-------- Data to examine
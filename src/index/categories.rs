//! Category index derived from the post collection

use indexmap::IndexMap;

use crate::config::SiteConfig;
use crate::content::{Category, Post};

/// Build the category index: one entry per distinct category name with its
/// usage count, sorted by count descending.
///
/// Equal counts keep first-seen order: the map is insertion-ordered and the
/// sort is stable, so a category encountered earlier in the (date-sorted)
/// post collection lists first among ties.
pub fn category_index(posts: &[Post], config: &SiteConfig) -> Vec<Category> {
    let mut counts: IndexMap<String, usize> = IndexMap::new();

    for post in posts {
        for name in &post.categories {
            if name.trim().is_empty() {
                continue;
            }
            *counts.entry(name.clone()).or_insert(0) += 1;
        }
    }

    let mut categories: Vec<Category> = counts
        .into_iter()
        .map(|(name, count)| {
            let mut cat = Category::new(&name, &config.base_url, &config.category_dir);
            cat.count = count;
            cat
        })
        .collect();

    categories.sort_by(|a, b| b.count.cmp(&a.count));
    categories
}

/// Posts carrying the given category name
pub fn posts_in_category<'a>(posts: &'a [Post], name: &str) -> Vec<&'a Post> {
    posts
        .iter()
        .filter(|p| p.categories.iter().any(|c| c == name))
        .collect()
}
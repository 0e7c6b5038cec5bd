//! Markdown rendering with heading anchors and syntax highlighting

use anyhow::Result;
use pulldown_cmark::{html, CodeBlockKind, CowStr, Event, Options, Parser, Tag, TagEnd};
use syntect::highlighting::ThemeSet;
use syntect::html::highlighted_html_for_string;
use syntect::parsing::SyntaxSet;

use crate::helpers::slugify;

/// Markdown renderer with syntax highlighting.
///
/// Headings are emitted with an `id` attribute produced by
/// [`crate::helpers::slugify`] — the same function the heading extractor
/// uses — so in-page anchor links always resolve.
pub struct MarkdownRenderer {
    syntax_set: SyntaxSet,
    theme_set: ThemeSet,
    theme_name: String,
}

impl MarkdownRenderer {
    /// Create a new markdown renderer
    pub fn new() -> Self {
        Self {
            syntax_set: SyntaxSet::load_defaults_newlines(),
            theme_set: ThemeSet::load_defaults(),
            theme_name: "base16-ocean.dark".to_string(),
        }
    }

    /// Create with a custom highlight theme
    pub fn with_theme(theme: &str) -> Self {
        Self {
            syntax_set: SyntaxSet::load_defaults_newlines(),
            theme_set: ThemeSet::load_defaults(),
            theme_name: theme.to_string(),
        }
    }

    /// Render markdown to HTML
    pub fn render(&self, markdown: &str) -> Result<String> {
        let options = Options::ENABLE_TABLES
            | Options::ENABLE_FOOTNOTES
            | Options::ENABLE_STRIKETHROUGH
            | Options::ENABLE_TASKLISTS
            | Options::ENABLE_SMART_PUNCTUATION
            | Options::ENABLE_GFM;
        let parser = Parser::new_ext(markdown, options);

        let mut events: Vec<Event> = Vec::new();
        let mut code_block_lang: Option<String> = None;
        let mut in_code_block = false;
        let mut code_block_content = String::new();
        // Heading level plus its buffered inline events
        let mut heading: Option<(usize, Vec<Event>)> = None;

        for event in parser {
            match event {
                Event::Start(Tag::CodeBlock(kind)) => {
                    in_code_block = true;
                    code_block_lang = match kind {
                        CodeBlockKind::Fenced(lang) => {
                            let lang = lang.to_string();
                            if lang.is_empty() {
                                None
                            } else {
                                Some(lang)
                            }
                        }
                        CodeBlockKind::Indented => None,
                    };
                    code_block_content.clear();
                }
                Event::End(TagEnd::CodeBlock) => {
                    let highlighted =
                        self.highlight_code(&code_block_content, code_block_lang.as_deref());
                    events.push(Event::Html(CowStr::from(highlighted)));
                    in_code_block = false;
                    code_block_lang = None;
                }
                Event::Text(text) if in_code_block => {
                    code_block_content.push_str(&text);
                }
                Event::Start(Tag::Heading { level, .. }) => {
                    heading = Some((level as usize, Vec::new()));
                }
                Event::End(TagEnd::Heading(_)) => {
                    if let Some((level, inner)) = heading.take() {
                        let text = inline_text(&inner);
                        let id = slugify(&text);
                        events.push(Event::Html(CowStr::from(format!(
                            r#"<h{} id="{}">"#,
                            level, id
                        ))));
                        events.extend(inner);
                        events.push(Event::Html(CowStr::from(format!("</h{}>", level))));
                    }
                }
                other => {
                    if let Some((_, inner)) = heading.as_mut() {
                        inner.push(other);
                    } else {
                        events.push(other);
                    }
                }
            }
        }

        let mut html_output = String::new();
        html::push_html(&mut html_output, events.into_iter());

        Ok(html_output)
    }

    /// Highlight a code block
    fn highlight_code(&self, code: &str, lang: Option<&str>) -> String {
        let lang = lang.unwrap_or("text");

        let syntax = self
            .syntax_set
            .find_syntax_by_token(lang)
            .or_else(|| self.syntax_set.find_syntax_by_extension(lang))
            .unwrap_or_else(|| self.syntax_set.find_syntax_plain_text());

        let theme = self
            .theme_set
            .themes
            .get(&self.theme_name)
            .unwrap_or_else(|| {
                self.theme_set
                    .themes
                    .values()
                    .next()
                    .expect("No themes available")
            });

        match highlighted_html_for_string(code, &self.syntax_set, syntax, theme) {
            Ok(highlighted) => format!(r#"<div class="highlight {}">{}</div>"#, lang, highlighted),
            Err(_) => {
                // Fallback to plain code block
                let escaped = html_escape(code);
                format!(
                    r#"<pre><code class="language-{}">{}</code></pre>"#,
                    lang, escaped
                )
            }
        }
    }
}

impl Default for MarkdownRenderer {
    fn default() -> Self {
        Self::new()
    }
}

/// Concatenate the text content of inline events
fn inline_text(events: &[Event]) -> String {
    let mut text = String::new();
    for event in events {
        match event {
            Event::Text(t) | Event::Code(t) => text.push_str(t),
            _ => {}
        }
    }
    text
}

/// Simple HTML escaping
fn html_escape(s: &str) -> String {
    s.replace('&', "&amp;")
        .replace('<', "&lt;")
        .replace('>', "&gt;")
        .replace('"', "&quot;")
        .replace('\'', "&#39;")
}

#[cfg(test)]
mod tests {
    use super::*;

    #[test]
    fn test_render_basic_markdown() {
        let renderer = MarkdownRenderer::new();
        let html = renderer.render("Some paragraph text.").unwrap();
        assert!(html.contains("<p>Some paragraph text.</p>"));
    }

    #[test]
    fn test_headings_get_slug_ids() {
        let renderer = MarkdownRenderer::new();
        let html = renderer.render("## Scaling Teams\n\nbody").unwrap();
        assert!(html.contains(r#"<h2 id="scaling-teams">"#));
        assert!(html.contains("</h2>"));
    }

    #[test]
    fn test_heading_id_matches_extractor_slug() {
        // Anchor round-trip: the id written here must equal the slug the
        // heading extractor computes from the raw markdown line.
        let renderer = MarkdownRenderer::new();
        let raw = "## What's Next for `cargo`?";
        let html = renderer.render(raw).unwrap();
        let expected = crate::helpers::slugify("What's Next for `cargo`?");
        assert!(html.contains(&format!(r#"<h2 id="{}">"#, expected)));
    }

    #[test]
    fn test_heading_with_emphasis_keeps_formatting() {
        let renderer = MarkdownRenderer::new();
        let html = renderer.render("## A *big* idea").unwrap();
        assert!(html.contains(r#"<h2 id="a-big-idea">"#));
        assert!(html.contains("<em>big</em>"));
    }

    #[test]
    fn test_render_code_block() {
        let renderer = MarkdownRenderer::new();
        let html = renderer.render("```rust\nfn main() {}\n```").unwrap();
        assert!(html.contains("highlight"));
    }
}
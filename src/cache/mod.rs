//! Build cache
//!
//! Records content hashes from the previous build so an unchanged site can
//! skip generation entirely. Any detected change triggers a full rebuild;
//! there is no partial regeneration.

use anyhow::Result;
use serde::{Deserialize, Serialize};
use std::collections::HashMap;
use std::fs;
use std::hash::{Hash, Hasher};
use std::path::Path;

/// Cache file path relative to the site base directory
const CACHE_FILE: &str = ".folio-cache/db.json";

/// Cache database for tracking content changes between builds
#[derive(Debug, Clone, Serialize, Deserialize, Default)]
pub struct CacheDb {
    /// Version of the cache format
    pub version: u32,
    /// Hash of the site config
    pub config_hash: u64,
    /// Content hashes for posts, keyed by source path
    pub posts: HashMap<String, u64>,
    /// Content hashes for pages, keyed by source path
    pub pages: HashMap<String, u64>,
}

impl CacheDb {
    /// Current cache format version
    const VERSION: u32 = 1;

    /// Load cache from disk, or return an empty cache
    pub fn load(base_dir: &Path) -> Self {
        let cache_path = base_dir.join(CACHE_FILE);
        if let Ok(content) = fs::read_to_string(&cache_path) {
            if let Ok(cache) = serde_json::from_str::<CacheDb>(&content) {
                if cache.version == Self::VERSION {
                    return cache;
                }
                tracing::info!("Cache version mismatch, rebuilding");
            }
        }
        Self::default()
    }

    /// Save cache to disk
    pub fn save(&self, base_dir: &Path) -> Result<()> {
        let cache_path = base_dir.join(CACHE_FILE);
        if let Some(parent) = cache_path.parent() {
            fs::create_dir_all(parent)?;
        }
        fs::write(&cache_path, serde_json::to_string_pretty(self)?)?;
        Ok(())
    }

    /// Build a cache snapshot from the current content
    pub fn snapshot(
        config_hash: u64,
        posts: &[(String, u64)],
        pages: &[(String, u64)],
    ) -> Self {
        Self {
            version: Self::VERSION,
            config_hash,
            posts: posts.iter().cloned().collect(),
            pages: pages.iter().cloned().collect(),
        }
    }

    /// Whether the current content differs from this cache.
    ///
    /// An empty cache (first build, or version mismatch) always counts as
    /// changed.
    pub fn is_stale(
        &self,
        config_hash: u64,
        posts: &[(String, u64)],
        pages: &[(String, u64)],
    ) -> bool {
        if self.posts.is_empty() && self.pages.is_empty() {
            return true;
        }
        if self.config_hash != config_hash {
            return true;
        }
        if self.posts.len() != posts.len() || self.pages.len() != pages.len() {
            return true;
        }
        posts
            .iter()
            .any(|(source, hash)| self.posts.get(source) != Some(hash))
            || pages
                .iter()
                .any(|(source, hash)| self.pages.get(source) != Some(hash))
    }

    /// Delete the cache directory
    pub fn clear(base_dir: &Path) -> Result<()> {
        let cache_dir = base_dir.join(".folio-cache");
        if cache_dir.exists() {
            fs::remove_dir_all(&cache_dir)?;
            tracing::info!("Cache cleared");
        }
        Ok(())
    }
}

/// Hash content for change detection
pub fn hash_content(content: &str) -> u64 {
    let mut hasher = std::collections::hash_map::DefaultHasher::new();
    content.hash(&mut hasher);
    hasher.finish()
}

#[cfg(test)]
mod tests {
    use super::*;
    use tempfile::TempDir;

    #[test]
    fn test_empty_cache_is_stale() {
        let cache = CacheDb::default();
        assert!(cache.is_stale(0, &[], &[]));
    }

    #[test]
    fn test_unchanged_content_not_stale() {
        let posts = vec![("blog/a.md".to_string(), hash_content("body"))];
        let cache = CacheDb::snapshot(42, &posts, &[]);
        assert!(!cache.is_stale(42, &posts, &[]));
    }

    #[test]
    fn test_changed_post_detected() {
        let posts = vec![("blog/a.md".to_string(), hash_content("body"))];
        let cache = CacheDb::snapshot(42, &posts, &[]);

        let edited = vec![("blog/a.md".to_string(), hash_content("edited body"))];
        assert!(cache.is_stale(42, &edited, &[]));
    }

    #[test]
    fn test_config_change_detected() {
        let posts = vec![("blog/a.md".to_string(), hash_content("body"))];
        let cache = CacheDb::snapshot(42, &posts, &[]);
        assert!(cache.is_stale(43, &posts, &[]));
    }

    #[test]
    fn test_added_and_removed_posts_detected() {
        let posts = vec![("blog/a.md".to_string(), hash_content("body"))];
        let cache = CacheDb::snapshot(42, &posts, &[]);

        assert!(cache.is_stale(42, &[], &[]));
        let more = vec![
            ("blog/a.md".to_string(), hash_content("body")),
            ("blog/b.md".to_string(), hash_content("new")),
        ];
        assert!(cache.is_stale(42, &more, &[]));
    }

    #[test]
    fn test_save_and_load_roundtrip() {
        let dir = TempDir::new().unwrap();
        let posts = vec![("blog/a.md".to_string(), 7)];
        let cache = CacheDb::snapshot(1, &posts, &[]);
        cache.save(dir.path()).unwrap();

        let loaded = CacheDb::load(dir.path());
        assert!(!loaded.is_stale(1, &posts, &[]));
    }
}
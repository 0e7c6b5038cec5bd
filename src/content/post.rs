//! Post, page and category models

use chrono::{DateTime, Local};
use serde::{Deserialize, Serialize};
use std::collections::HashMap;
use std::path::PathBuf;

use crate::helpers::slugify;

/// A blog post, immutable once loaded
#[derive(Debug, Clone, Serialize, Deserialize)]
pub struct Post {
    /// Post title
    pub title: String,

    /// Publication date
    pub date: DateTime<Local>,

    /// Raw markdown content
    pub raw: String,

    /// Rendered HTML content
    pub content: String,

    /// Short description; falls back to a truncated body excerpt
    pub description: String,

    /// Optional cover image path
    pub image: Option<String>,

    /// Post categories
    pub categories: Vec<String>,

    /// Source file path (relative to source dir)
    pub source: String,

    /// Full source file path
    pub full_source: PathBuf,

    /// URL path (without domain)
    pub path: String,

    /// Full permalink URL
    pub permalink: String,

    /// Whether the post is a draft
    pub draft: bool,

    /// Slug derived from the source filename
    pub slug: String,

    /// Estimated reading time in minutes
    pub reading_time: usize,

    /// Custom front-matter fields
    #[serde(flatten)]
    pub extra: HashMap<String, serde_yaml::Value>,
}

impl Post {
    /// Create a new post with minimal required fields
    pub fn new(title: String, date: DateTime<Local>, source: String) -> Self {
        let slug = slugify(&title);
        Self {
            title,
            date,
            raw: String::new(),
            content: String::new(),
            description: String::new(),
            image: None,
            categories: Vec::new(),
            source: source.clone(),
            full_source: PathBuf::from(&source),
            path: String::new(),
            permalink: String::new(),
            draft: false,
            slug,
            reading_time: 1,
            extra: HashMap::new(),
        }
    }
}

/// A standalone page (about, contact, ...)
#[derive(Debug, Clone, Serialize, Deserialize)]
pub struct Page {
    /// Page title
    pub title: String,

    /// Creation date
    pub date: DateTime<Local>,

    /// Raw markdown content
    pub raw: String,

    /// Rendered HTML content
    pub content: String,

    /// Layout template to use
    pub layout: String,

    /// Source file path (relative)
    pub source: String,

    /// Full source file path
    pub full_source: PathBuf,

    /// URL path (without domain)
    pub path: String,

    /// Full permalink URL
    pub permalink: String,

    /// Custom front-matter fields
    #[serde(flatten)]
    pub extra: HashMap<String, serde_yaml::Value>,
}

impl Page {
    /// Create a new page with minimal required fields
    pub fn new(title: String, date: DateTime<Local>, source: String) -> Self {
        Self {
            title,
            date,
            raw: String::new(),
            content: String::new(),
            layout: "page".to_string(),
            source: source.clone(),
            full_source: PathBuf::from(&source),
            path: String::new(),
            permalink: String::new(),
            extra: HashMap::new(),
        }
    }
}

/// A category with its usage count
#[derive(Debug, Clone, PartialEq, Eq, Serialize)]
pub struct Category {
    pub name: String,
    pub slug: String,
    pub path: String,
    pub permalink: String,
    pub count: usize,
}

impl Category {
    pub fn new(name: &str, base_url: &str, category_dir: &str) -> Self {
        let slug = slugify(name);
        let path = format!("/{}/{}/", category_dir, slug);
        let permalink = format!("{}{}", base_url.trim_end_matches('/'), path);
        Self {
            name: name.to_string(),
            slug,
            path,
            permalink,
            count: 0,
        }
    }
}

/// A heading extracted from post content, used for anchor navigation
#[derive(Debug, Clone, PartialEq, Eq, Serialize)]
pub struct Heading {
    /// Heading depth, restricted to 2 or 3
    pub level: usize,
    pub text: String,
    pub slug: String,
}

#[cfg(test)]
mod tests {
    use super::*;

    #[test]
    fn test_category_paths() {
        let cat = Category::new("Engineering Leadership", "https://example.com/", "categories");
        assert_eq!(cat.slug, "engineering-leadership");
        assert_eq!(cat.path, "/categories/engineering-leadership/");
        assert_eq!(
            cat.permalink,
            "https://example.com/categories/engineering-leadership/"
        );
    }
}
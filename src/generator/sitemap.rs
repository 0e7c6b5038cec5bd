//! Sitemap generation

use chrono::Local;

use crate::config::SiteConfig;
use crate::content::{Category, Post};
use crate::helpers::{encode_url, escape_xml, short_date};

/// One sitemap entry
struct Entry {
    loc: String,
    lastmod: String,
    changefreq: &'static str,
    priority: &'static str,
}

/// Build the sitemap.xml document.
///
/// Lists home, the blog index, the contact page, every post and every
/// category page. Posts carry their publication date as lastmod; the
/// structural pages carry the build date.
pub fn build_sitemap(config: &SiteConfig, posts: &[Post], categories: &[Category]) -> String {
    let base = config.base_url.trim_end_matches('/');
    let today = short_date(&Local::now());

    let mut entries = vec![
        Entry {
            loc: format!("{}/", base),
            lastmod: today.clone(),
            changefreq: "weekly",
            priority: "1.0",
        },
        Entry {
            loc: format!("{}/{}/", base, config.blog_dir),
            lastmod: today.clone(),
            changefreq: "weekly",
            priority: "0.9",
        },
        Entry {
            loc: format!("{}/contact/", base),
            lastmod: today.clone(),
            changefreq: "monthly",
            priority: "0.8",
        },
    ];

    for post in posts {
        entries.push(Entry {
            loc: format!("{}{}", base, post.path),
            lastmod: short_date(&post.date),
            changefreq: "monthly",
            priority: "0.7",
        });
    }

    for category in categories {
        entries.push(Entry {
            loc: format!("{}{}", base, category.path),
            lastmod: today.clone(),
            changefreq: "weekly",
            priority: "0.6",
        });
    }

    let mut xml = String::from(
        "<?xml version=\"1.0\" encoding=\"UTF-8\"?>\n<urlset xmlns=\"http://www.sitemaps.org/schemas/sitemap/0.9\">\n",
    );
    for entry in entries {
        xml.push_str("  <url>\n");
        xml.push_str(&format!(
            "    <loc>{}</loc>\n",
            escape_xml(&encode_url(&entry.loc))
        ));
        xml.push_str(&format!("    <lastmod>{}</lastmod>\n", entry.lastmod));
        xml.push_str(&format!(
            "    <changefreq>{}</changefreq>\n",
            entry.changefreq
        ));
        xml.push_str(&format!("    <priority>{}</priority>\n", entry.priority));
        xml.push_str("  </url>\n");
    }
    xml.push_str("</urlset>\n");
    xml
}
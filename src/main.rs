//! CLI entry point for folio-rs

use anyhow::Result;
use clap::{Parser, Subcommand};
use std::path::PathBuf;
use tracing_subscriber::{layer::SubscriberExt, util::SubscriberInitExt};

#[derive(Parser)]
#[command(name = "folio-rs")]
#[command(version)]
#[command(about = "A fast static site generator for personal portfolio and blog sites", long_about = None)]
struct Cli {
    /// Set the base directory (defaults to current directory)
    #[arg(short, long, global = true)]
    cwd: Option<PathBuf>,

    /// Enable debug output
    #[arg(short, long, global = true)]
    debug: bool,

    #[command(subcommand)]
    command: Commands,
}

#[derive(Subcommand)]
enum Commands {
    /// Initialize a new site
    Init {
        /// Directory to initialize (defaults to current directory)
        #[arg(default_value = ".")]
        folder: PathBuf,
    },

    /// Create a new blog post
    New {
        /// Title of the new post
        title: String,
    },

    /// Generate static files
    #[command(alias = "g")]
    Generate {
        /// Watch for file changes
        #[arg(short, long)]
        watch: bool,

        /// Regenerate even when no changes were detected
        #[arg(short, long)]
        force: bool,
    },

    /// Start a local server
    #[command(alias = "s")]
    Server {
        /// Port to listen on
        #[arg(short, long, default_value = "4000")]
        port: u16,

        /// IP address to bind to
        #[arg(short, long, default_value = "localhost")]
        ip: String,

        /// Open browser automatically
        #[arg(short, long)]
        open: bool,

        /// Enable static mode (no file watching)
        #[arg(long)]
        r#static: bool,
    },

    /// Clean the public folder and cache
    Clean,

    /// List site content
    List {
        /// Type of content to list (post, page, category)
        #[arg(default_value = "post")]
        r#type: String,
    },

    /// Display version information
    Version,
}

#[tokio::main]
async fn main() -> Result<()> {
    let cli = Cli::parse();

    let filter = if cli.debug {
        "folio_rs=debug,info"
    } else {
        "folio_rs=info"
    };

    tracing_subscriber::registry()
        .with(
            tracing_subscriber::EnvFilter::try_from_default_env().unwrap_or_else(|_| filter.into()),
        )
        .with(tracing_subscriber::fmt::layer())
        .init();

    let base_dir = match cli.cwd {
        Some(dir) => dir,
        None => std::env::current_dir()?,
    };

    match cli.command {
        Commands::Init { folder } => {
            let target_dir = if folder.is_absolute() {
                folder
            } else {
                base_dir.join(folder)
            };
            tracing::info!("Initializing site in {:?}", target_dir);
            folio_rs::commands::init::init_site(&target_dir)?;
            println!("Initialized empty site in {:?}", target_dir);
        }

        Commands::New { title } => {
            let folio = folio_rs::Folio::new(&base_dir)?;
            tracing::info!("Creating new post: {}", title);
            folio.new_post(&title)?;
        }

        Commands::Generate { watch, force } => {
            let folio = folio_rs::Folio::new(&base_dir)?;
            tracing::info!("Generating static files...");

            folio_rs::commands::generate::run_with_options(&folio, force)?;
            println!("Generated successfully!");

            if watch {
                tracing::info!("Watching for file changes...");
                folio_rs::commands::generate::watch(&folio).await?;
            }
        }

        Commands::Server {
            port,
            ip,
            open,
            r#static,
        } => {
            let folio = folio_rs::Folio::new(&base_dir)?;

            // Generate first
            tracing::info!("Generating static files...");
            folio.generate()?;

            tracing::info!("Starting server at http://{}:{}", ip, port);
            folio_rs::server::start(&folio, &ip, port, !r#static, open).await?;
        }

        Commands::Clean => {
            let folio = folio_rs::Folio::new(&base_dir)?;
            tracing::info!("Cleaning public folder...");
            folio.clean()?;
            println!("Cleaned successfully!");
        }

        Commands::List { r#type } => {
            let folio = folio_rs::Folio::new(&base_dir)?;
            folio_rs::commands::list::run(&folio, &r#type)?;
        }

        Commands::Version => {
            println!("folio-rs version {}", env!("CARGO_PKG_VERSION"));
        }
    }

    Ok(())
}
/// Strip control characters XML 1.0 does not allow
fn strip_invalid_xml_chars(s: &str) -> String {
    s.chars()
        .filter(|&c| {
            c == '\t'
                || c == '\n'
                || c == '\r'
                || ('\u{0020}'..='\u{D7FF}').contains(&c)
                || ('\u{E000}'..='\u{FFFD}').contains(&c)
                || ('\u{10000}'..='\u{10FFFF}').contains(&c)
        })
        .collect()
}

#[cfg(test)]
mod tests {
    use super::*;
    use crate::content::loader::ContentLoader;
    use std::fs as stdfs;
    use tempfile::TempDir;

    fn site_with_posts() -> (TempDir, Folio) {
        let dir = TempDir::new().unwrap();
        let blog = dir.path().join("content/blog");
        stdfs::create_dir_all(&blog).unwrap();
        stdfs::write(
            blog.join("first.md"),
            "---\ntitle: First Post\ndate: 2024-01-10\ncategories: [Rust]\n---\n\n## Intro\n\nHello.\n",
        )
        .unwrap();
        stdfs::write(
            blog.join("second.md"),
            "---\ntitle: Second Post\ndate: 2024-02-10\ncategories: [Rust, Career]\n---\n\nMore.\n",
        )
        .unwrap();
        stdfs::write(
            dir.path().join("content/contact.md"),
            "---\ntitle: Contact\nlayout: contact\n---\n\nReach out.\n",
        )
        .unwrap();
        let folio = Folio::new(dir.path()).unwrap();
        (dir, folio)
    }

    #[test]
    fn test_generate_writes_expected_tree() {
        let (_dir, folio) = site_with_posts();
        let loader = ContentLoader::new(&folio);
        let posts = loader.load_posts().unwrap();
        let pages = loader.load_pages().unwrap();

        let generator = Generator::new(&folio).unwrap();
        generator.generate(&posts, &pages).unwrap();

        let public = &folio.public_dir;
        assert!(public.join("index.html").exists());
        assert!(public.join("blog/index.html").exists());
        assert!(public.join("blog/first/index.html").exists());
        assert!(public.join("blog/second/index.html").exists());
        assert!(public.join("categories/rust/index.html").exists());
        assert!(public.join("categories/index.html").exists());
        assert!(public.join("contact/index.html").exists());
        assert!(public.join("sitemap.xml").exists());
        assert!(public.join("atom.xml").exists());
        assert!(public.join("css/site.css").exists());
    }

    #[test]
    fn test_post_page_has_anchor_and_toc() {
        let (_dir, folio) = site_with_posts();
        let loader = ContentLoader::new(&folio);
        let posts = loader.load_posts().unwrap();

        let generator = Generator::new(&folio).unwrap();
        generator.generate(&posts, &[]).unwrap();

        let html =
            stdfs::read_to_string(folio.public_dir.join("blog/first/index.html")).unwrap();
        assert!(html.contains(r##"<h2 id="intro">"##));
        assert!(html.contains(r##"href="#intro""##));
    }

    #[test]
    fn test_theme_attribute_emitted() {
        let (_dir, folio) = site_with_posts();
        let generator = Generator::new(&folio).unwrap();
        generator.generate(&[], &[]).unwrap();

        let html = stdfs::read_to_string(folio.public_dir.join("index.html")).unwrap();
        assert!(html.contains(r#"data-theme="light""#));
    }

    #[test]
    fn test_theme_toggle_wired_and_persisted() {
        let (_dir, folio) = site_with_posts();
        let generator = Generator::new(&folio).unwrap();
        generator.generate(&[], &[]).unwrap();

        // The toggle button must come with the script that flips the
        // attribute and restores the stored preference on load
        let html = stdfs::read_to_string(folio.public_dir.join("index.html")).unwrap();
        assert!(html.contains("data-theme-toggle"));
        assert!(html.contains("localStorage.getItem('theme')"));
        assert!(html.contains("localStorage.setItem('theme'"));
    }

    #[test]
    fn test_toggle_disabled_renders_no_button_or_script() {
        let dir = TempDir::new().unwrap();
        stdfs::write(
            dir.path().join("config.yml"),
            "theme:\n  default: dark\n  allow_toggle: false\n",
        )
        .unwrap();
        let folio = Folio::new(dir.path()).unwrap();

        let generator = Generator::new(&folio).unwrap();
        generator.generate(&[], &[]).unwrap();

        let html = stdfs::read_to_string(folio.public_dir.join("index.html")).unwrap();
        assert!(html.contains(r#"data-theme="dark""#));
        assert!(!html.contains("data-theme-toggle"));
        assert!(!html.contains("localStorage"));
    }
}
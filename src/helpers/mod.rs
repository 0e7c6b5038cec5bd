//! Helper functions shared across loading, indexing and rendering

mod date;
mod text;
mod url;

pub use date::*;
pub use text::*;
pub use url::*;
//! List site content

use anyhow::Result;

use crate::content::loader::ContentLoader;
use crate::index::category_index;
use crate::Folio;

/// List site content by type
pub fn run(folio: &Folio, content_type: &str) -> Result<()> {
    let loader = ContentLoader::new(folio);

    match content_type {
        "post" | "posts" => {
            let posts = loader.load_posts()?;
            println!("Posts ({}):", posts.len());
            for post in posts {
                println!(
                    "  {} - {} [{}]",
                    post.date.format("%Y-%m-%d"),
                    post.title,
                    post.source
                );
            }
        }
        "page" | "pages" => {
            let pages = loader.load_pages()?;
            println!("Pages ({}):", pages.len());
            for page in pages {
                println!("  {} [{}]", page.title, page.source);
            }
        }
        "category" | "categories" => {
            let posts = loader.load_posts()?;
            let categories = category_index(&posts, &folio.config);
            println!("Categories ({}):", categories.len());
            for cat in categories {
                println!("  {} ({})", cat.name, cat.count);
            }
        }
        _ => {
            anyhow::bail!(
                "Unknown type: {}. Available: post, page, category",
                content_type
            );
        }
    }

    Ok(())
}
----------------
• Directions: Quote, word for word, every line from the top of the entries through the line that holds "given category name".

• Problem solution:
filename src/index/categories.rs
//! Category index derived from the post collection

use indexmap::IndexMap;

use crate::config::SiteConfig;
use crate::content::{Category, Post};

/// Build the category index: one entry per distinct category name with its
/// usage count, sorted by count descending.
///
/// Equal counts keep first-seen order: the map is insertion-ordered and the
/// sort is stable, so a category encountered earlier in the (date-sorted)
/// post collection lists first among ties.
pub fn category_index(posts: &[Post], config: &SiteConfig) -> Vec<Category> {
    let mut counts: IndexMap<String, usize> = IndexMap::new();

    for post in posts {
        for name in &post.categories {
            if name.trim().is_empty() {
                continue;
            }
            *counts.entry(name.clone()).or_insert(0) += 1;
        }
    }

    let mut categories: Vec<Category> = counts
        .into_iter()
        .map(|(name, count)| {
            let mut cat = Category::new(&name, &config.base_url, &config.category_dir);
            cat.count = count;
            cat
        })
        .collect();

    categories.sort_by(|a, b| b.count.cmp(&a.count));
    categories
}

/// Posts carrying the given category name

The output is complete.